Я тоже врала, но как-то корыстно, хотя это была не практическая корысть, а просто желание выиграть в глазах окружающих. Я утверждала, что мать дала мне сегодня целую плитку шоколада, или, когда теряли что-нибудь, я говорила таинственно:
— А я знаю, где…
Мне хотелось казаться не такой, какой я была на самом деле, — вот почему я врала. И я всегда немножко презирала того, кому врала, особенно, если он верил. Павлик любил своих обманываемых слушателей. Я старалась убедить всех в том, что я действительно знаю, где находится потерянная вещь, или что мать кормит меня шоколадом, я хотела, чтобы мне завидовали, — Павлик хотел, чтобы слушатели почувствовали, как прекрасно быть вожаком слона.
Однажды отец напился пьян и прибил мать. Я помню — это было в воскресенье. Мы уже легли спать. Отца не было. Мать бегала весь вечер к воротам посмотреть, не идет ли отец, — мы тоже. В конце концов мы так и легли, не дождавшись его. Я заснула сразу, как только донесла голову до подушки, и не знаю, когда вернулся отец и с чего началась его ссора с матерью. Когда я проснулась, в доме уже стоял дым коромыслом. Отец, держа в горсти волосы матери, судорожно дергал их, бил мать по лицу и кричал:
— Кто х-хозяин в дом-ме? А? Кто х-хозяин в дом-ме?
Потом, все продолжая бить, он повалил мать на пол. Он не помнил себя, и лицо у него было такое страшное, синее, что я закричала. Впрочем, я не одна кричала, — мы все проснулись и кричали в шесть голосов.

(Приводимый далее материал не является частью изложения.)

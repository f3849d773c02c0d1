//! Paging primitives
//!
//! `PageRequest` describes a zero-based slice of a result set and `Page<T>`
//! carries that slice together with its position and the total element count.

use serde::{Deserialize, Serialize};

use crate::error::CoreError;

/// Page size used when the caller does not ask for one
pub const DEFAULT_PAGE_SIZE: u32 = 10;

/// A request for one page of results
///
/// Pages are zero-based; the size is always at least one.
#[derive(Debug, Clone, Copy, PartialEq, Eq, Serialize, Deserialize)]
pub struct PageRequest {
    page: u32,
    size: u32,
}

impl PageRequest {
    /// Creates a page request
    ///
    /// # Arguments
    ///
    /// * `page` - Zero-based page number
    /// * `size` - Number of elements per page (must be positive)
    ///
    /// # Errors
    ///
    /// Returns `CoreError::Validation` when `size` is zero
    pub fn new(page: u32, size: u32) -> Result<Self, CoreError> {
        if size == 0 {
            return Err(CoreError::validation("Page size must not be less than one"));
        }
        Ok(Self { page, size })
    }

    /// Zero-based page number
    pub fn page(&self) -> u32 {
        self.page
    }

    /// Requested page size
    pub fn size(&self) -> u32 {
        self.size
    }

    /// Number of elements to skip before this page starts
    pub fn offset(&self) -> u64 {
        u64::from(self.page) * u64::from(self.size)
    }
}

impl Default for PageRequest {
    fn default() -> Self {
        Self {
            page: 0,
            size: DEFAULT_PAGE_SIZE,
        }
    }
}

/// A bounded slice of a larger result set
#[derive(Debug, Clone, PartialEq, Serialize, Deserialize)]
pub struct Page<T> {
    /// Elements of this page, in store order
    pub content: Vec<T>,
    /// Zero-based page number that was requested
    pub number: u32,
    /// Page size that was requested
    pub size: u32,
    /// Number of elements across all pages
    pub total_elements: u64,
}

impl<T> Page<T> {
    /// Creates a page for the given request
    pub fn new(content: Vec<T>, request: PageRequest, total_elements: u64) -> Self {
        Self {
            content,
            number: request.page(),
            size: request.size(),
            total_elements,
        }
    }

    /// Creates an empty page for the given request
    pub fn empty(request: PageRequest) -> Self {
        Self::new(Vec::new(), request, 0)
    }

    /// Slices an in-memory, already ordered result set
    pub fn from_slice(all: &[T], request: PageRequest) -> Self
    where
        T: Clone,
    {
        let start = usize::try_from(request.offset()).unwrap_or(usize::MAX);
        let content = all
            .iter()
            .skip(start)
            .take(request.size() as usize)
            .cloned()
            .collect();
        Self::new(content, request, all.len() as u64)
    }

    /// Total number of pages for this page size
    pub fn total_pages(&self) -> u64 {
        if self.size == 0 {
            return 0;
        }
        self.total_elements.div_ceil(u64::from(self.size))
    }

    /// Number of elements actually on this page
    pub fn number_of_elements(&self) -> usize {
        self.content.len()
    }

    /// Whether this is the first page
    pub fn is_first(&self) -> bool {
        self.number == 0
    }

    /// Whether there are no pages after this one
    pub fn is_last(&self) -> bool {
        u64::from(self.number) + 1 >= self.total_pages()
    }

    /// Converts the content while keeping the page metadata
    pub fn map<U, F>(self, f: F) -> Page<U>
    where
        F: FnMut(T) -> U,
    {
        Page {
            content: self.content.into_iter().map(f).collect(),
            number: self.number,
            size: self.size,
            total_elements: self.total_elements,
        }
    }
}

Мать тоже кричала, верней не кричала, а голосила каким-то неестественно тонким, напряженным, будто нарочным голосом. Она извивалась на полу и голосила. Почему она не защищалась? Она была красивая, сильная, крупная женщина. Она была, наверно, сильней низкорослого и щуплого отца и, думаю, могла с ним легко справиться. Но она не защищалась и только, когда ее достаточно побили, выбежала во двор.
Мы всей оравой высыпали за ней. Она стояла в одной рубашке у косяка наружной двери и всхлипывала. Рубашка была разорвана от ворота до самого подола, и большое сильное тело белело, как пена.
Увидев нас, она запахнула лохмотья рубашки и принялась вытирать нам слезы, успокаивать, утешать. Помню, она обняла меня одной рукой за шею, и я всем телом прильнула к ней. Я плакала так сильно, что долго не могла успокоиться. И теперь я плакала уже не от страха; я плакала от жалости. Мне было жаль мать. Я гладила ее точно так же, как она гладила меня, и утешала точно так же. Во мне проснулась неудержимая нежность. Я смешивала свои слезы с ее слезами, и она вдруг перестала утешать меня. Она уронила свою голову ко мне на плечо и горько плакала и тихонько жаловалась. И тогда странное чувство поднялось в душе моей. Я почувствовала себя подругой этой большой обиженной женщины, и так мы плакали, обнявшись как подруги, как женщины. Я понимала ее горечь, я понимала ее судьбу, может быть смутно предчувствуя свою собственную.
Рядом стоял Сашка, и вид его поразил меня. Это был чертенок — темнолицый и злобный. Его хорошенькое личико было заплакано и искажено яростью. Он стоял насупясь, тяжело дыша, и вдруг выкрикнул с бешенством:
— Я убью его, вот увидишь!
Он топнул ногой — маленький мстительный мужчина — и повторил:
— Убью… Убью…
Он ненавидел отца в эту минуту. Он ненавидел его за то, что он бьет мать. Это был смешной и жалкий гнев, который ровно ничего не значил. Но я знаю уже не смешную неприязнь, которая на всю жизнь осталась у него к отцу от тех детских лет.